**TASK TO CARRY OUT:**
Within the listing below, the lines to output run from the one containing "in catalog order." through the one containing "the empty state."; copy them exactly and nothing else.

━━━━━━━━━━━━━━━━━━━━━━━━━━━━━━

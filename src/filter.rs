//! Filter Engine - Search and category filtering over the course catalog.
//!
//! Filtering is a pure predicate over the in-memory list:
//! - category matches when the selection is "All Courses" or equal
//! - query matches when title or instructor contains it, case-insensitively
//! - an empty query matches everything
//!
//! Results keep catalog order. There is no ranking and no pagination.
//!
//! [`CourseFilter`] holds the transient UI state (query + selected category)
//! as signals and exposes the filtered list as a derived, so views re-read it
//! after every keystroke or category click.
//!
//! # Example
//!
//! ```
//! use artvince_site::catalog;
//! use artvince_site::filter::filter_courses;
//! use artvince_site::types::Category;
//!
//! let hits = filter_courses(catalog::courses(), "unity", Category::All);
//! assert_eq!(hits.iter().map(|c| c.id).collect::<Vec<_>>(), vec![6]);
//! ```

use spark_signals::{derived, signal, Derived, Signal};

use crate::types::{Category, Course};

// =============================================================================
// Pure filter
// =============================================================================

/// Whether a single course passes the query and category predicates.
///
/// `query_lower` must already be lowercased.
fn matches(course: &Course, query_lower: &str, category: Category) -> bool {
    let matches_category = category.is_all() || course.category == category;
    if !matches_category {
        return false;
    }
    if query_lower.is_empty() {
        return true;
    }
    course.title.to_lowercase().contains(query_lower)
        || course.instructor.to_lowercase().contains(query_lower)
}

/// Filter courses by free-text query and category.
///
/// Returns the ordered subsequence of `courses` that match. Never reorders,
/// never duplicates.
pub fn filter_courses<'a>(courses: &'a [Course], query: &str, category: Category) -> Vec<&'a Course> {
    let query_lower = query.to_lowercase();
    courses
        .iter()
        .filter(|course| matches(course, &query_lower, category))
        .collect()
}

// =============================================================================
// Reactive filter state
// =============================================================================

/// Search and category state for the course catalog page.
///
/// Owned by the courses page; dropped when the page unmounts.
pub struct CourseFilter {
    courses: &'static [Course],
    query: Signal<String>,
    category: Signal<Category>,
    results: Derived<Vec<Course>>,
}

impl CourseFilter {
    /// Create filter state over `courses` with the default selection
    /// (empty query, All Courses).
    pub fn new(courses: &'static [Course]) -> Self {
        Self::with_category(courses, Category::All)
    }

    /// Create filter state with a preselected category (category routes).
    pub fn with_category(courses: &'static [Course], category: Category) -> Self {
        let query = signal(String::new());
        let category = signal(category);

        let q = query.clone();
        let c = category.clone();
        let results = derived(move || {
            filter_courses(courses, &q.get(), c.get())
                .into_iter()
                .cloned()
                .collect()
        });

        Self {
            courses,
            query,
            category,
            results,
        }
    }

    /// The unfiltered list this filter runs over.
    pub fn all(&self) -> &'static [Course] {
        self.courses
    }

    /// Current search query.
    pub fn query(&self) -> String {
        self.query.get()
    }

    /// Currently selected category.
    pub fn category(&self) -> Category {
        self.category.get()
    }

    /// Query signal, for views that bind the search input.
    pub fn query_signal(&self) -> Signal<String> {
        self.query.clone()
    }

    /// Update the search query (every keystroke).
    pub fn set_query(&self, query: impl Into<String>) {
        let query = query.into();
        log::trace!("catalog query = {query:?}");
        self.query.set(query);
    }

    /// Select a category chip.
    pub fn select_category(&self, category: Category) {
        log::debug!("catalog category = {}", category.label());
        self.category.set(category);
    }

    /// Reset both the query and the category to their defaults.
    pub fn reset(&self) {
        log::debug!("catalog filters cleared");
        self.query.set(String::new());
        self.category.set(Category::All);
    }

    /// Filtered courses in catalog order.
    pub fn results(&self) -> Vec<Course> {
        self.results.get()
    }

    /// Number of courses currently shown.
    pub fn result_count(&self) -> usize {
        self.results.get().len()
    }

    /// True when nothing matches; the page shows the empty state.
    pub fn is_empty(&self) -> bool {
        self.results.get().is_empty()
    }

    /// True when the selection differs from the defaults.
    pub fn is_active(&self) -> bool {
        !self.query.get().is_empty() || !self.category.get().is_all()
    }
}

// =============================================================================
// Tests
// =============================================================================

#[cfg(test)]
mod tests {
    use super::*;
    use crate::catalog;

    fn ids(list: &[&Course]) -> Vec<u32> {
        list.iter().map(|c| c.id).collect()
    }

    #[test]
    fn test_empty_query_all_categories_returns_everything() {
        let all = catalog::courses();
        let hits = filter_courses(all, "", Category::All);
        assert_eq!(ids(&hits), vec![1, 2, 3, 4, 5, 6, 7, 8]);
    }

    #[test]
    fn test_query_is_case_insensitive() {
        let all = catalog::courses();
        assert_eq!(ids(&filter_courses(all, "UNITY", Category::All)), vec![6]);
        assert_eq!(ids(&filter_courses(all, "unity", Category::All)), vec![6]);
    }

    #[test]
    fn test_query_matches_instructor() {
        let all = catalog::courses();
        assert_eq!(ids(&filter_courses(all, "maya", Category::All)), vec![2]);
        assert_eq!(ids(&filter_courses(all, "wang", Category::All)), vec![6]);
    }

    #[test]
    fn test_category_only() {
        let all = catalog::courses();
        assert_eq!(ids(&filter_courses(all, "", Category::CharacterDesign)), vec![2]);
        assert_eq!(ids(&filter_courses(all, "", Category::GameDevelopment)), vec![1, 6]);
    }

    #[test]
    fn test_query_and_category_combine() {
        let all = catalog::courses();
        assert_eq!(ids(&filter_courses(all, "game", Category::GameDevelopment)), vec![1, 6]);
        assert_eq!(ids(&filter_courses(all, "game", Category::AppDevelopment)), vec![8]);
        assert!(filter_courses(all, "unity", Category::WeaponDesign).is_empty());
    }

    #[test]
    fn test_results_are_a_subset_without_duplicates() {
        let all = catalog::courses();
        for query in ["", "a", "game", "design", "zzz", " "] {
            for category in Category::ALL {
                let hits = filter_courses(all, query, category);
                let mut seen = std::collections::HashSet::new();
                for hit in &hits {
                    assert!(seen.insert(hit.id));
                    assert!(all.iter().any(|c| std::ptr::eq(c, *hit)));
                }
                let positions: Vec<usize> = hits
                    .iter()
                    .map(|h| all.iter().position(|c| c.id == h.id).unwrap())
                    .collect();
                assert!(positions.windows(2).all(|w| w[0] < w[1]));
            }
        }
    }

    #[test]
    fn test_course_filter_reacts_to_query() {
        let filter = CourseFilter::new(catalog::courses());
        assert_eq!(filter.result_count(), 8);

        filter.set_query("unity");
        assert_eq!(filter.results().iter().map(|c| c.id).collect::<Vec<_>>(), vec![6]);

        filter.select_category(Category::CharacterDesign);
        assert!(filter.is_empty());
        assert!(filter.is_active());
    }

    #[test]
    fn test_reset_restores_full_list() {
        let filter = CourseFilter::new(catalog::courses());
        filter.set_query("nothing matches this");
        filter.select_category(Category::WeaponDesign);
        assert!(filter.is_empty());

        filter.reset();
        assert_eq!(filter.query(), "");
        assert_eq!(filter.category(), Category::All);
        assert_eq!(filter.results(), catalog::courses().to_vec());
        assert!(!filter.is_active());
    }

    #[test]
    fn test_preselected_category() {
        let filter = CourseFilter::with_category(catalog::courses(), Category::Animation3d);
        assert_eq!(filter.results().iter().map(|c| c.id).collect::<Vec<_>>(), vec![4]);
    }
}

━━━━━━━━━━━━━━━━━━━━━━━━━━━━━━

**FINISHED TASK:**
    /// Filtered courses in catalog order.
    pub fn results(&self) -> Vec<Course> {
        self.results.get()
    }

    /// Number of courses currently shown.
    pub fn result_count(&self) -> usize {
        self.results.get().len()
    }

    /// True when nothing matches; the page shows the empty state.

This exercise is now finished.